Alors que le sommet de l’Organisation de la coopération islamique (OCI) était prévu de longue date, Riyad a convoqué deux autres réunions, celles du Conseil de coopération du Golfe (CCG) et de la Ligue arabe.

Mesures « dissuasives »

Les tensions régionales se sont exacerbées depuis que l’administration de Donald Trump a inscrit en avril les Gardiens de la Révolution iraniens sur sa liste noire d’« organisations terroristes » et a renforcé en mai les sanctions économiques contre Téhéran après avoir quitté, il y a un an, l’accord international sur le nucléaire iranien.

Elles sont encore montées de plusieurs crans après les incidents maritimes au large des Émirats et la multiplication de tirs de drones par les rebelles yéménites Houthis, soutenus par Téhéran, sur des cibles saoudiennes, dont deux stations de pompage d’un oléoduc le 14 mai.

Début mai, Washington avait annoncé le déploiement dans le Golfe d’un porte-avions et de bombardiers B-52 avant de décider le 25 l’envoi de 1500 soldats supplémentaires au Moyen-Orient en invoquant des « menaces » iraniennes.

Mercredi, M. Bolton a qualifié ces mesures de « dissuasives ».
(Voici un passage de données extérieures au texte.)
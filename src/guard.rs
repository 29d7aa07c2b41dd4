//! Grouping items by the set of levels they appear in.

use std::collections::{BTreeMap, BTreeSet};

use crate::level::ApiLevel;
use crate::resolve::{Resolution, Selection};

/// The levels an item exists in.
#[derive(Debug, Clone, Default, PartialEq, Eq, PartialOrd, Ord, Hash)]
pub struct Guard(pub BTreeSet<ApiLevel>);

impl Guard {
    pub fn contains(&self, level: &ApiLevel) -> bool {
        self.0.contains(level)
    }

    /// True if every level of `other` is also in `self`.
    pub fn covers(&self, other: &Guard) -> bool {
        other.0.is_subset(&self.0)
    }

    pub fn union(&self, other: &Guard) -> Guard {
        Guard(self.0.union(&other.0).cloned().collect())
    }

    pub fn is_empty(&self) -> bool {
        self.0.is_empty()
    }

    pub fn levels(&self) -> impl Iterator<Item = &ApiLevel> {
        self.0.iter()
    }
}

/// Which levels end up in the generated file.
#[derive(Debug, Clone, PartialEq, Eq)]
pub enum Filter {
    /// Only items of this level, without any `cfg`.
    Only(ApiLevel),
    /// Items of every level, gated by Cargo features.
    All { levels: BTreeSet<ApiLevel> },
}

impl Filter {
    pub fn all(resolution: &Resolution) -> Self {
        Filter::All {
            levels: resolution.levels().cloned().collect(),
        }
    }

    pub fn admits(&self, guard: &Guard) -> bool {
        match self {
            Filter::Only(level) => guard.contains(level),
            Filter::All { .. } => !guard.is_empty(),
        }
    }

    /// The `cfg` predicate for `guard`, or `None` if the item needs no gate.
    pub fn cfg(&self, guard: &Guard) -> Option<String> {
        let Filter::All { levels } = self else {
            return None;
        };
        if guard.0 == *levels {
            return None;
        }
        let features: Vec<String> = guard
            .levels()
            .map(|level| format!("feature = \"{}\"", level.cargo_feature()))
            .collect();
        Some(match features.as_slice() {
            [single] => single.clone(),
            _ => format!("any({})", features.join(", ")),
        })
    }
}

/// For every name chosen by `pick` in some level, the levels it is in.
pub fn guards_by_item<'a>(
    resolution: &'a Resolution,
    pick: impl Fn(&'a Selection) -> &'a BTreeSet<String>,
) -> BTreeMap<&'a str, Guard> {
    let mut guards: BTreeMap<&str, Guard> = BTreeMap::new();
    for (level, selection) in &resolution.levels {
        for name in pick(selection) {
            guards
                .entry(name.as_str())
                .or_default()
                .0
                .insert(level.clone());
        }
    }
    guards
}

/// Reverse of [`guards_by_item`], so items sharing a guard can be written together.
pub fn group_by_guard<'a>(
    guards: impl IntoIterator<Item = (&'a str, Guard)>,
) -> BTreeMap<Guard, BTreeSet<&'a str>> {
    let mut grouped: BTreeMap<Guard, BTreeSet<&str>> = BTreeMap::new();
    for (name, guard) in guards {
        grouped.entry(guard).or_default().insert(name);
    }
    grouped
}

#[cfg(test)]
mod tests {
    use super::*;
    use crate::registry::tests::mini;
    use crate::resolve::resolve;

    fn level(resolution: &Resolution, name: &str) -> ApiLevel {
        resolution
            .levels()
            .find(|level| level.name() == name)
            .cloned()
            .unwrap()
    }

    #[test]
    fn commands_by_guard() {
        let resolution = resolve(&mini(), "gl", &[]).unwrap();
        let guards = guards_by_item(&resolution, |selection| &selection.commands);
        assert_eq!(guards["glClear"].0.len(), 5);
        assert_eq!(guards["glBegin"].0.len(), 3);
        assert!(guards["glBegin"].contains(&level(&resolution, "GL_VERSION_4_5_compatibility")));
        assert_eq!(guards["glClear"], guards["glEnable"]);

        let grouped = group_by_guard(guards);
        let everywhere = grouped
            .iter()
            .find(|(guard, _)| guard.0.len() == 5)
            .map(|(_, names)| names)
            .unwrap();
        assert!(everywhere.contains("glClear"));
        assert!(everywhere.contains("glEnable"));
    }

    #[test]
    fn cfg_only_when_partial() {
        let resolution = resolve(&mini(), "gl", &[]).unwrap();
        let filter = Filter::all(&resolution);
        let guards = guards_by_item(&resolution, |selection| &selection.commands);

        assert_eq!(filter.cfg(&guards["glClear"]), None);
        assert_eq!(
            filter.cfg(&guards["glNamedBufferData"]).unwrap(),
            "any(feature = \"gl_version_4_5_compatibility\", feature = \"gl_version_4_5_core\")"
        );

        let only = Filter::Only(level(&resolution, "GL_VERSION_3_2_core"));
        assert!(only.admits(&guards["glClear"]));
        assert!(!only.admits(&guards["glBegin"]));
        assert_eq!(only.cfg(&guards["glClear"]), None);
    }

    #[test]
    fn covers_and_union() {
        let resolution = resolve(&mini(), "gl", &[]).unwrap();
        let guards = guards_by_item(&resolution, |selection| &selection.commands);
        assert!(guards["glClear"].covers(&guards["glBegin"]));
        assert!(!guards["glBegin"].covers(&guards["glClear"]));
        assert_eq!(guards["glBegin"].union(&guards["glClear"]), guards["glClear"]);
    }
}
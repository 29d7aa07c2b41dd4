//! Deciding what ends up in the generated file, and under which names and guards.

use std::cmp::Reverse;
use std::collections::{BTreeMap, BTreeSet};

use log::{debug, error, info, warn};

use crate::fixups;
use crate::groups::TokenGroup;
use crate::guard::{group_by_guard, guards_by_item, Filter, Guard};
use crate::naming;
use crate::registry::{Command, Registry, Value, SPECIAL_NUMBERS};
use crate::resolve::Resolution;
use crate::types::{self, GroupKind, Mapped, TypedGroup};

#[derive(Debug, Clone, PartialEq, Eq)]
pub struct SpecialNumber {
    pub name: String,
    pub gl_name: String,
    /// `u32`, `u64` or `i32`.
    pub ty: &'static str,
    pub literal: String,
    pub guard: Guard,
}

#[derive(Debug, Clone, PartialEq, Eq)]
pub struct Variant {
    pub name: String,
    pub gl_name: String,
    pub value: u32,
    pub guard: Guard,
}

/// A second name for a value another variant already holds.
#[derive(Debug, Clone, PartialEq, Eq)]
pub struct Alias {
    pub name: String,
    pub gl_name: String,
    pub owner: String,
    pub guard: Guard,
}

#[derive(Debug, Clone, PartialEq, Eq)]
pub struct EnumType {
    pub name: String,
    pub group: String,
    pub guard: Guard,
    pub variants: Vec<Variant>,
    pub aliases: Vec<Alias>,
}

#[derive(Debug, Clone, PartialEq, Eq)]
pub struct FlagsType {
    pub name: String,
    pub group: String,
    pub guard: Guard,
    /// Several flags may share bits.
    pub flags: Vec<Variant>,
}

#[derive(Debug, Clone, PartialEq, Eq)]
pub struct ParamPlan {
    pub name: String,
    pub mapped: Mapped,
}

#[derive(Debug, Clone, PartialEq, Eq)]
pub struct CommandFn {
    pub name: String,
    pub gl_name: String,
    /// Name of the function in the raw layer.
    pub raw_name: String,
    pub doc: Option<String>,
    pub guard: Guard,
    pub params: Vec<ParamPlan>,
    pub ret: Option<Mapped>,
}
Comme on lui demandait s’il avait des preuves directes de la responsabilité iranienne dans les incidents maritimes, il a refusé « d’entrer dans les détails », tout en soulignant qu’il était important que l’Iran « sache ce que nous savons ».

Peu après les actes de sabotage, Téhéran, sur la défensive, avait jugé ces actes « préoccupants et regrettables » et appelé à une enquête.

Le 24 mai, l’administration Trump a informé le Congrès américain de nouvelles ventes d’armes à Riyad et Abou Dabi, invoquant à nouveau la « menace » iranienne pour contourner la possibilité dont disposent les parlementaires de bloquer ce type de contrat.

Des généraux iraniens ont eux menacé de fermer en cas de guerre le détroit d’Ormuz, par lequel passent 35 % du pétrole transporté par voie maritime.

« Nous restons préoccupés et aussi vigilants que nous le pouvons », a dit mercredi John Bolton, ajoutant : « Nous répondons et nous consultons plus étroitement nos alliés dans la région pour discuter de ce qu’il faudra faire ».